Hello,
Although the sun is shining for once in the UK and its warm, I have had a rough day and have spent most of it crying and I am ashamed to say I have self harmed because of the depth of feeling. I want to know how many others out there are having the same day all because they got a divorce recently or a while ago and haven't quite recovered confidence in themselves.
My divorce was signed off, if you like on the 28th October 2017. It was a relief after spending two years sorting it all out and sitting stagnating in a big house waiting for the damn thing to sell so I could start afresh while my husband just walked away when our love died and shacked up with another woman as I helped my daughter through her GCSEs. It was easier for him and I do feel a shed load of resentment but I am not here to discuss blame. I want to talk about all of the emotions and fears you feel after the divorce papers are signed and everything has been shared out. It doesn't matter whether you are a woman, man, gay, transgender or whatever you choose to be I hope this helps you see you are not alone.
So why was my day bad? Well, I am one of those people who thought that I would quickly find my feet and start charging ahead in life the moment that piece of paper came through triumphantly declaring I was a free woman. Boy, was I in for a nasty shock. As if I could just switch off my emotions and the terrible overwhelming anger at him, the past and more importantly, myself and just move on.

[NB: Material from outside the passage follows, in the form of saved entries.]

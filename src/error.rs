//! Error types produced by queued and wrapped task executions.
//!
//! The crate has a single error enum, [`TaskError`], shared by the queue,
//! the retry wrapper, and the deadline wrapper. Callers can branch on the
//! variant to apply differentiated handling (retry upstream, alerting,
//! and so on), and helper methods (`as_label`, `as_message`) provide
//! stable strings for logs and metrics.

use std::time::Duration;
use thiserror::Error;

/// # Errors produced by task execution.
///
/// Every task, whether submitted to a [`TaskQueue`](crate::TaskQueue) or
/// run through [`retry_with`](crate::retry_with) /
/// [`abandon_after`](crate::abandon_after), settles with either its value
/// or one of these variants. Some errors are retryable (`Fail`,
/// `Timeout`), others stop a retry loop immediately.
#[non_exhaustive]
#[derive(Error, Debug)]
pub enum TaskError {
    /// Task execution failed but may succeed if retried.
    #[error("execution failed: {error}")]
    Fail {
        /// The underlying error message.
        error: String,
    },

    /// Non-recoverable failure; retry loops stop immediately.
    #[error("fatal error (no retry): {error}")]
    Fatal {
        /// The underlying error message.
        error: String,
    },

    /// The deadline elapsed before the task settled.
    ///
    /// The task itself was not necessarily stopped — see
    /// [`abandon_after`](crate::abandon_after) for the abandonment
    /// semantics.
    #[error("deadline of {deadline:?} elapsed")]
    Timeout {
        /// The deadline that was exceeded.
        deadline: Duration,
    },

    /// All retry attempts were spent; wraps the final attempt's error.
    #[error("retries exhausted after {attempts} attempts: {last}")]
    Exhausted {
        /// Total attempts made (equals the policy's `max_attempts`).
        attempts: u32,
        /// The error produced by the last attempt.
        last: Box<TaskError>,
    },

    /// The reply slot was dropped before the task settled.
    ///
    /// Observed when the owning queue is dropped while the task is still
    /// pending or in flight. Nothing waits on the outcome anymore.
    #[error("task abandoned: outcome will never be delivered")]
    Abandoned,
}

impl TaskError {
    /// Shorthand for [`TaskError::Fail`].
    pub fn fail(error: impl Into<String>) -> Self {
        TaskError::Fail {
            error: error.into(),
        }
    }

    /// Shorthand for [`TaskError::Fatal`].
    pub fn fatal(error: impl Into<String>) -> Self {
        TaskError::Fatal {
            error: error.into(),
        }
    }

    /// Returns a short stable label (snake_case) for use in logs/metrics.
    ///
    /// # Example
    /// ```
    /// use std::time::Duration;
    /// use taskgate::TaskError;
    ///
    /// let err = TaskError::Timeout { deadline: Duration::from_secs(1) };
    /// assert_eq!(err.as_label(), "task_timeout");
    /// ```
    pub fn as_label(&self) -> &'static str {
        match self {
            TaskError::Fail { .. } => "task_failed",
            TaskError::Fatal { .. } => "task_fatal",
            TaskError::Timeout { .. } => "task_timeout",
            TaskError::Exhausted { .. } => "retry_exhausted",
            TaskError::Abandoned => "task_abandoned",
        }
    }

    /// Returns a human-readable message with details about the error.
    pub fn as_message(&self) -> String {
        match self {
            TaskError::Fail { error } => format!("error: {error}"),
            TaskError::Fatal { error } => format!("fatal: {error}"),
            TaskError::Timeout { deadline } => format!("timeout: {deadline:?}"),
            TaskError::Exhausted { attempts, last } => {
                format!(
                    "exhausted after {attempts} attempts; last: {}",
                    last.as_message()
                )
            }
            TaskError::Abandoned => "abandoned".to_string(),
        }
    }

    /// Indicates whether the error type is safe to retry.
    ///
    /// Returns `true` for [`TaskError::Fail`] and [`TaskError::Timeout`],
    /// `false` otherwise.
    ///
    /// # Example
    /// ```
    /// use taskgate::TaskError;
    ///
    /// assert!(TaskError::fail("boom").is_retryable());
    /// assert!(!TaskError::fatal("nope").is_retryable());
    /// ```
    pub fn is_retryable(&self) -> bool {
        matches!(self, TaskError::Fail { .. } | TaskError::Timeout { .. })
    }
}

#[cfg(test)]
mod tests {
    use super::*;

    #[test]
    fn labels_are_stable() {
        let cases = [
            (TaskError::fail("x"), "task_failed"),
            (TaskError::fatal("x"), "task_fatal"),
            (
                TaskError::Timeout {
                    deadline: Duration::from_millis(5),
                },
                "task_timeout",
            ),
            (
                TaskError::Exhausted {
                    attempts: 3,
                    last: Box::new(TaskError::fail("x")),
                },
                "retry_exhausted",
            ),
            (TaskError::Abandoned, "task_abandoned"),
        ];
        for (err, label) in cases {
            assert_eq!(err.as_label(), label);
        }
    }

    #[test]
    fn exhausted_message_includes_last_error() {
        let err = TaskError::Exhausted {
            attempts: 3,
            last: Box::new(TaskError::fail("boom")),
        };
        assert!(err.as_message().contains("3 attempts"));
        assert!(err.as_message().contains("boom"));
    }

    #[test]
    fn retryable_matrix() {
        assert!(TaskError::fail("x").is_retryable());
        assert!(TaskError::Timeout {
            deadline: Duration::from_secs(1)
        }
        .is_retryable());
        assert!(!TaskError::fatal("x").is_retryable());
        assert!(!TaskError::Abandoned.is_retryable());
        assert!(!TaskError::Exhausted {
            attempts: 1,
            last: Box::new(TaskError::fail("x")),
        }
        .is_retryable());
    }
}
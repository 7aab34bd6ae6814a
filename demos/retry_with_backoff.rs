//! # Example: retry_with_backoff
//!
//! A flaky task fails twice before succeeding on the third attempt. The
//! queue applies the spec's retry policy and publishes the backoff
//! schedule between attempts.
//!
//! ## Flow
//! ```text
//! submit_spec(flaky, retry=3×)
//!   ├─► publish(TaskStarting, attempt=1)
//!   ├─► Err("boom #1") ─► publish(AttemptFailed)
//!   ├─► publish(RetryScheduled{delay=100ms}) ─► sleep
//!   ├─► attempt=2 ─► Err("boom #2") ─► publish(RetryScheduled{delay≈200ms})
//!   ├─► attempt=3 ─► Ok("recovered")
//!   └─► publish(TaskStopped)
//! ```
//!
//! ## Run
//! ```bash
//! cargo run --example retry_with_backoff --features logging
//! ```

use std::sync::Arc;
use std::sync::atomic::{AtomicU64, Ordering};
use std::time::Duration;

use taskgate::{
    BackoffPolicy, JitterPolicy, LogWriter, RetryPolicy, Subscribe, TaskError, TaskQueue, TaskSpec,
};

static FAIL_COUNT: AtomicU64 = AtomicU64::new(0);

#[tokio::main(flavor = "current_thread")]
async fn main() {
    // 1. Single-slot queue with a LogWriter subscriber
    let subs: Vec<Arc<dyn Subscribe>> = vec![Arc::new(LogWriter::new())];
    let queue = TaskQueue::with_config(Default::default(), subs);

    // 2. Exponential backoff with equal jitter
    let backoff = BackoffPolicy {
        first: Duration::from_millis(100),
        max: Duration::from_secs(2),
        factor: 2.0,
        jitter: JitterPolicy::Equal,
    };
    let spec = TaskSpec::named("flaky").with_retry(RetryPolicy::new(3, backoff));

    // 3. A task that fails twice before succeeding
    let handle = queue.submit_spec(spec, || async {
        let attempt = FAIL_COUNT.fetch_add(1, Ordering::Relaxed) + 1;
        println!("[flaky] attempt {attempt}");
        if attempt <= 2 {
            Err(TaskError::fail(format!("boom #{attempt}")))
        } else {
            Ok("recovered")
        }
    });

    // 4. The handle settles with the third attempt's value
    match handle.await {
        Ok(value) => println!("[main] success: {value}"),
        Err(err) => println!("[main] gave up: {}", err.as_message()),
    }

    queue.join().await;
    println!("[main] done.");
}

I suppose I thought I was owed something. I had wanted to leave my husband I had known since I was seventeen back in 2007 when I just couldn't take anymore. He controlled everything, including me and I'd let him because I just didn't trust myself. He'd told me he wouldn't pay the mortgage or my daughter's school fees if I didn't stay. Frightened of having no money, job or anything else, I believed his threat and told him I wouldn't leave until my daughter finished her GCSEs so she would not be hurt and taken from the school she loved and was doing so well in. I allowed him to manipulate me. It was hell but I stuck it out and I really believed he would until he found a younger woman at work just ready to step in to my shoes and he left me alone in our five bedroomed house I had come to hate and view as a prison to pick up the pieces with my daughter and get her through her exams. We then sat their for two years with little money while he flitted around on holidays with this woman still managing to pay the mortgage and house bills. I had to get an overdraft at the bank to help my daughter and I. We couldn't go on holiday or do anything.

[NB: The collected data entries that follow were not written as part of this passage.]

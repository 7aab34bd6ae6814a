//! # Backoff policy for retry delays.
//!
//! [`BackoffPolicy`] controls how retry delays evolve after repeated
//! failures. It is parameterized by:
//! - [`BackoffPolicy::first`] the initial delay;
//! - [`BackoffPolicy::factor`] the multiplicative growth factor;
//! - [`BackoffPolicy::max`] the maximum delay cap.
//!
//! The delay after attempt `n` (0-indexed) is `first × factor^n`, clamped
//! to `max`, then jitter is applied. The base delay is derived purely from
//! the attempt number, so jitter output never feeds back into subsequent
//! calculations.
//!
//! The default is a **fixed** delay (`factor = 1.0`); exponential growth
//! is opt-in by raising the factor.
//!
//! # Example
//! ```rust
//! use std::time::Duration;
//! use taskgate::{BackoffPolicy, JitterPolicy};
//!
//! let backoff = BackoffPolicy {
//!     first: Duration::from_millis(100),
//!     max: Duration::from_secs(10),
//!     factor: 2.0,
//!     jitter: JitterPolicy::None,
//! };
//!
//! // After attempt 0 — uses `first` (100ms)
//! assert_eq!(backoff.delay_for(0), Duration::from_millis(100));
//!
//! // After attempt 1 — first × factor^1 = 200ms
//! assert_eq!(backoff.delay_for(1), Duration::from_millis(200));
//!
//! // After attempt 10 — 100ms × 2^10 = 102_400ms → capped at max=10s
//! assert_eq!(backoff.delay_for(10), Duration::from_secs(10));
//! ```

use std::time::Duration;

use crate::policies::jitter::JitterPolicy;

/// Retry backoff policy.
///
/// Encapsulates the parameters that determine how retry delays grow:
/// - [`BackoffPolicy::first`] — the initial delay;
/// - [`BackoffPolicy::factor`] — multiplicative growth factor;
/// - [`BackoffPolicy::max`] — the maximum delay cap.
#[derive(Clone, Copy, Debug)]
pub struct BackoffPolicy {
    /// Initial delay before the first retry.
    pub first: Duration,
    /// Maximum delay cap for retries.
    pub max: Duration,
    /// Multiplicative growth factor (`>= 1.0` recommended).
    pub factor: f64,
    /// Jitter policy to prevent thundering herd.
    pub jitter: JitterPolicy,
}

impl Default for BackoffPolicy {
    /// Returns a policy with:
    /// - `first = 100ms`;
    /// - `factor = 1.0` (constant delay);
    /// - `max = 30s`;
    /// - no jitter.
    fn default() -> Self {
        Self {
            first: Duration::from_millis(100),
            max: Duration::from_secs(30),
            factor: 1.0,
            jitter: JitterPolicy::None,
        }
    }
}

impl BackoffPolicy {
    /// A fixed delay between attempts, no growth, no jitter.
    pub fn fixed(delay: Duration) -> Self {
        Self {
            first: delay,
            max: delay,
            factor: 1.0,
            jitter: JitterPolicy::None,
        }
    }

    /// Computes the delay after the given attempt number (0-indexed).
    ///
    /// The base delay is `first × factor^attempt`, clamped to
    /// [`BackoffPolicy::max`]. Jitter is applied to the clamped base, and
    /// the result is **never** fed back into subsequent calculations —
    /// each attempt derives its base independently.
    ///
    /// # Notes
    /// - If `factor` equals 1.0, the delay remains constant at `first`
    ///   (up to `max`).
    /// - If `factor` is greater than 1.0, delays grow exponentially up to
    ///   `max`.
    /// - Overflowing or non-finite intermediate values clamp to `max`.
    pub fn delay_for(&self, attempt: u32) -> Duration {
        let max_secs = self.max.as_secs_f64();
        let exp = attempt.min(i32::MAX as u32) as i32;
        let raw_secs = self.first.as_secs_f64() * self.factor.powi(exp);

        let base = if !raw_secs.is_finite() || raw_secs < 0.0 || raw_secs > max_secs {
            self.max
        } else {
            Duration::from_secs_f64(raw_secs)
        };

        self.jitter.apply(base)
    }
}
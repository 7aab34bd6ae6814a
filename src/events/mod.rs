//! Runtime events: types and broadcast bus.
//!
//! This module groups the event **data model** and the **bus** used to
//! publish/subscribe to runtime events emitted by the queue's submit
//! path, the per-submission runner, and the subscriber workers.
//!
//! ## Contents
//! - [`EventKind`], [`Event`] event classification and payload metadata
//! - [`Bus`] thin wrapper over `tokio::sync::broadcast`
//!
//! ## Quick reference
//! - **Publishers**: `TaskQueue` (submitted/drained), the per-submission
//!   runner (starting/failed/timeout/retry/terminal), `SubscriberSet`
//!   workers (overflow/panic).
//! - **Consumers**: the queue's fan-out listener (forwards to
//!   `SubscriberSet`) and any receiver obtained via `Bus::subscribe`.

mod bus;
mod event;

pub use bus::Bus;
pub use event::{Event, EventKind};
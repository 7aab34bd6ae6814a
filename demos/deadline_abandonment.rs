//! # Example: deadline_abandonment
//!
//! Races a slow task against a 100ms deadline. The caller gets a
//! `Timeout` error at ~100ms — and the task keeps running in the
//! background, finishing at ~500ms. Abandonment, not cancellation.
//!
//! ## Run
//! ```bash
//! cargo run --example deadline_abandonment
//! ```

use std::time::{Duration, Instant};

use taskgate::{TaskError, abandon_after};

#[tokio::main(flavor = "current_thread")]
async fn main() {
    let start = Instant::now();

    let slow = async move {
        tokio::time::sleep(Duration::from_millis(500)).await;
        println!("[slow] finished anyway at {:?}", start.elapsed());
        Ok::<_, TaskError>("late result")
    };

    match abandon_after(slow, Duration::from_millis(100)).await {
        Ok(value) => println!("[main] got {value}"),
        Err(TaskError::Timeout { deadline }) => {
            println!(
                "[main] abandoned after {deadline:?} (elapsed {:?})",
                start.elapsed()
            );
        }
        Err(err) => println!("[main] failed: {}", err.as_message()),
    }

    // Stick around long enough to watch the abandoned task complete.
    tokio::time::sleep(Duration::from_millis(500)).await;
    println!("[main] done.");
}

I wanted to forget it all and come to terms with being in my small but lovely rented flat with a nice bank balance after the sale of the house and plans for the future yet all I have been able to focus on is all that I have lost as a result of the divorce and the bad feeling between us before hand. Today it was sunny and warm and I couldn't sit out in garden and soak up the sun, have a barbecue or play with the dog. It sounds pathetic but I can't help feeling betrayed. I stayed and did the right thing to help my daughter and to make sure he came to terms with our marriage ending so he and my child wouldn't be hurt as much. I never thought about me or the illness I was having to come to terms with that was being made a lot worse because of staying. Now I am angry at myself and it is holding me back in the past.
I keep listing what I lost because of the divorce and the illness it made worse. Lots of my spiritual friends believe in gratitude lists. I don't right now. I wrote one to spitefully thank for what had been stolen or in stronger terms, raped from me. Here is some of it below:-
My dog who know lives with my ex mother-in-law miles away and I rarely see,
My health which affects me everyday,
My own home,
My car which my medical condition prevented me from driving and which had to be sold as per the terms of the divorce and which I can no longer use to help retrieve shopping etc,
My security,
My husband,
My family who I fell out with during the divorce and more.
People lose so much more in their lives and I want the whingeing to stop. I try to look at what I have gained, money, the right to do what I want even though that has been hard convincing myself of because I am used to being controlled especially where money is concerned and I can have what I want just like that Kelly Clarkson song talks about. Yet I am still pissed off.
I am well out of my comfort zone here being in control and because of strong anxiety for the future and keeping myself a float with money when I can't work for anyone else, I have had to take baby steps. I have started one company and will be doing another but I am still afraid. Will I be able to do it and become successful at looking after myself? Will this torture from the past ever stop hurting me or am I doomed to sit in this limbo between the past and the future fighting to control the depression, anxiety and rage at the injustice of it all.
What is your experience? How are you coping?